▶ WHAT THE EXERCISE ASKS
From the records below, work out how many lines carry the string "candidate". Leave out everything but the number.

▶ RECORD SET
━━━━━━━━

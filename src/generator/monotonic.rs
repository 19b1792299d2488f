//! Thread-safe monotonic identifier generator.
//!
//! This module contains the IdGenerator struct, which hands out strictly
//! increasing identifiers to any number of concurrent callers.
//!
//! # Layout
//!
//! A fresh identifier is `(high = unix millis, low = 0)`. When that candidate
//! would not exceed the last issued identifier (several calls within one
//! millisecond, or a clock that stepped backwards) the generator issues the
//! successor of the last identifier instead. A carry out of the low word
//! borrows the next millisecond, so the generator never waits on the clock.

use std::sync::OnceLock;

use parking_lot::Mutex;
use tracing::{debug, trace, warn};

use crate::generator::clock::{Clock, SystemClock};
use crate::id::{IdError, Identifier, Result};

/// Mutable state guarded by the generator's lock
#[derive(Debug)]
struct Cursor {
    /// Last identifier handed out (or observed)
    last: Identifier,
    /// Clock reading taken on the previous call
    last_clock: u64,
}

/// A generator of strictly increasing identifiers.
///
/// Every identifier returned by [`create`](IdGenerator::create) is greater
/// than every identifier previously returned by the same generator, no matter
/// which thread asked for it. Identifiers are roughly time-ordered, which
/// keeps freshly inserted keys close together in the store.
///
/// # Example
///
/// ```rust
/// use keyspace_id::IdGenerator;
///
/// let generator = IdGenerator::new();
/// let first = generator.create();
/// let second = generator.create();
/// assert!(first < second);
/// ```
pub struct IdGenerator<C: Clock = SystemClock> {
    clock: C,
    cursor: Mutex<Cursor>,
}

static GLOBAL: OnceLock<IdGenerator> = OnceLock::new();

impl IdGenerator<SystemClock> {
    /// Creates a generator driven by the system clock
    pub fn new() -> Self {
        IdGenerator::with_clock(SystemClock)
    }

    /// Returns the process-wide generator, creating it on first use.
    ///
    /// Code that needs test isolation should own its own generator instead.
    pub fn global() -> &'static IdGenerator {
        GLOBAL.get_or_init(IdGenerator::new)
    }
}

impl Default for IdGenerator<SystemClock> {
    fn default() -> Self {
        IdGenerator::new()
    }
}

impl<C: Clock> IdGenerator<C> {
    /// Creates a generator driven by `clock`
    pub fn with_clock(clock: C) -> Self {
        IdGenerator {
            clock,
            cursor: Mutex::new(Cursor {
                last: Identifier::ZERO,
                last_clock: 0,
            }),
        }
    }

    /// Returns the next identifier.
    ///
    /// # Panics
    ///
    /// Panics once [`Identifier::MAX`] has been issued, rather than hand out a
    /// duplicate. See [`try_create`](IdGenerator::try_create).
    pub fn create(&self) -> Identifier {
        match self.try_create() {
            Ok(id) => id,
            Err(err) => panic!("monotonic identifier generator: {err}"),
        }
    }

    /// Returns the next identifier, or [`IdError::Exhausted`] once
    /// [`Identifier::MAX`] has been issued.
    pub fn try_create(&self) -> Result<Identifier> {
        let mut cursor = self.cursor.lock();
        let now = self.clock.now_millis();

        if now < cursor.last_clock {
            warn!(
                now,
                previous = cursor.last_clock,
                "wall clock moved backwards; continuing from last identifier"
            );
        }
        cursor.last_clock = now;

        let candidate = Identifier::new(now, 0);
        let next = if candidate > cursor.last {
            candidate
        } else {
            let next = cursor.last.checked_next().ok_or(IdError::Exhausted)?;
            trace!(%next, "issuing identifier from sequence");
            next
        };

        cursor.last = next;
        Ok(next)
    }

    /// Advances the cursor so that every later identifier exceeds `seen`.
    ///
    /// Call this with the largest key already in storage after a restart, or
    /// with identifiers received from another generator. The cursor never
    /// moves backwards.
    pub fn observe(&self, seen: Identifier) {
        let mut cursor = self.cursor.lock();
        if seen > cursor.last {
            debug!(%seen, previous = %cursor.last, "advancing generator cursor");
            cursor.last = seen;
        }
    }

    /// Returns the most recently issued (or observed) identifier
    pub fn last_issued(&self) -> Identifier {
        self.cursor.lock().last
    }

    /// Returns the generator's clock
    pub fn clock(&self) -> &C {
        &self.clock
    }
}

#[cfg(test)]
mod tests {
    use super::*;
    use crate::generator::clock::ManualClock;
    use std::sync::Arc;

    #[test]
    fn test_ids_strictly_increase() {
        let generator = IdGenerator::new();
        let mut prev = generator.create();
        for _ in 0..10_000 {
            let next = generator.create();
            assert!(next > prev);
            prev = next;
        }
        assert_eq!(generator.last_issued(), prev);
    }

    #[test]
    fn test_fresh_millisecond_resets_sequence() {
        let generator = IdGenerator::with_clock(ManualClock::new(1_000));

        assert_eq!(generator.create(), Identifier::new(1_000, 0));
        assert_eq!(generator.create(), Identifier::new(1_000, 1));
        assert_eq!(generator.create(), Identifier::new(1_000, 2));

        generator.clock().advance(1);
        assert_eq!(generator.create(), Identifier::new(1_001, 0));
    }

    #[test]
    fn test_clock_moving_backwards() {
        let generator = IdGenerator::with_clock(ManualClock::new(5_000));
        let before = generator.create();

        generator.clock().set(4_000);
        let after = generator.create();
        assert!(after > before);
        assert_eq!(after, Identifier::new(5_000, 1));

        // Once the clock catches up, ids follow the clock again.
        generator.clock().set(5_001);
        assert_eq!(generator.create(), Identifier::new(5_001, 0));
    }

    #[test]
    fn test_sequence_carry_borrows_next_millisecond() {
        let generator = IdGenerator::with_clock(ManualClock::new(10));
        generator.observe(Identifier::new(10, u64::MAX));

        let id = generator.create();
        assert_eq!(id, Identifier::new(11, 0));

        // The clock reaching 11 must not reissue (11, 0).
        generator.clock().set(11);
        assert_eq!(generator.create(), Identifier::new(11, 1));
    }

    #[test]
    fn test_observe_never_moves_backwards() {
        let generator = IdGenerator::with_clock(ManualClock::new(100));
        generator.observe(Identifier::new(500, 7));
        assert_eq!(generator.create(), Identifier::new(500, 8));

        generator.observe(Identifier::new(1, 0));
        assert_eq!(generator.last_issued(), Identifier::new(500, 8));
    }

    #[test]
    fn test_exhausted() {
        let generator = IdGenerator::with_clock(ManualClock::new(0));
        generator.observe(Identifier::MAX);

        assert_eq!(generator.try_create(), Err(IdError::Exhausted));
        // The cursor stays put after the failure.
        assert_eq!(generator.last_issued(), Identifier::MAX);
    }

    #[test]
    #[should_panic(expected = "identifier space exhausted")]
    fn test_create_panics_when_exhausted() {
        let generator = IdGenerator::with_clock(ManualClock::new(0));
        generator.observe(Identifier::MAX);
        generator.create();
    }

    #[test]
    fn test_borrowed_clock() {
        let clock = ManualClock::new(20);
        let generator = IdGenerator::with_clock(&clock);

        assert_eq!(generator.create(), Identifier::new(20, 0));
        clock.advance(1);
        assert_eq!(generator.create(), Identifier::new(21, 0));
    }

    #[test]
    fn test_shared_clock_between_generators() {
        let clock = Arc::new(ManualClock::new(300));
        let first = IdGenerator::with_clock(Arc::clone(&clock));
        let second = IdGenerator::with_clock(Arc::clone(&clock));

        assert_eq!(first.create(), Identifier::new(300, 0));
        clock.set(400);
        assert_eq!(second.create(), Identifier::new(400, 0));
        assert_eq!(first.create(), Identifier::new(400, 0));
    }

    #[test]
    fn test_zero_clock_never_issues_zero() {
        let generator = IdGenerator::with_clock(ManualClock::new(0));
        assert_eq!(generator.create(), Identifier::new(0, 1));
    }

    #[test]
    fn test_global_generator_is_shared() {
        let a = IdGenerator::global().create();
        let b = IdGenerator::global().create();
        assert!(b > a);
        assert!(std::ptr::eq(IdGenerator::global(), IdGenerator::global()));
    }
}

━━━━━━━━

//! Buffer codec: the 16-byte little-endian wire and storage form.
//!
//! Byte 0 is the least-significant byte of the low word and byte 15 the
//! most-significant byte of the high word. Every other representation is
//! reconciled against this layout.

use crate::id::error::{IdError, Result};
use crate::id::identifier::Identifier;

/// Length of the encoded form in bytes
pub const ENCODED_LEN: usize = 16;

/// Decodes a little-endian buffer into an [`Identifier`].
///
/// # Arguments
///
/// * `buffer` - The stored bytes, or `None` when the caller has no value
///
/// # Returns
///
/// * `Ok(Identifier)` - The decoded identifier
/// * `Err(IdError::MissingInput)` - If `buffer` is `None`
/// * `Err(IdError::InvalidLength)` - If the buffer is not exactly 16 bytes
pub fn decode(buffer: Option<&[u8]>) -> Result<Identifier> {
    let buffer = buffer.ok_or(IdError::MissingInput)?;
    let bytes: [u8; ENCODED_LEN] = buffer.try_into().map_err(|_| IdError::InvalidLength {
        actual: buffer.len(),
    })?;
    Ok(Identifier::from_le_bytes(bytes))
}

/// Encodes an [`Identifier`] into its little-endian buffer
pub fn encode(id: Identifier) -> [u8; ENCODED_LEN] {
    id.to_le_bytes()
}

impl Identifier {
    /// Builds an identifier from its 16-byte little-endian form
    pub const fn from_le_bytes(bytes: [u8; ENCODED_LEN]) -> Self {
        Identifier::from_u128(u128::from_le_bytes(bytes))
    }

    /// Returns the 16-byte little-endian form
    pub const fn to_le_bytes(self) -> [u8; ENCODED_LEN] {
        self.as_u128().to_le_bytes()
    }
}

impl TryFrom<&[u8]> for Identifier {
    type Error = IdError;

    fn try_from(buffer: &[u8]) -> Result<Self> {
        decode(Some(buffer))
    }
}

━━━━━━━━

▶ SOLUTION TO THIS EXERCISE
4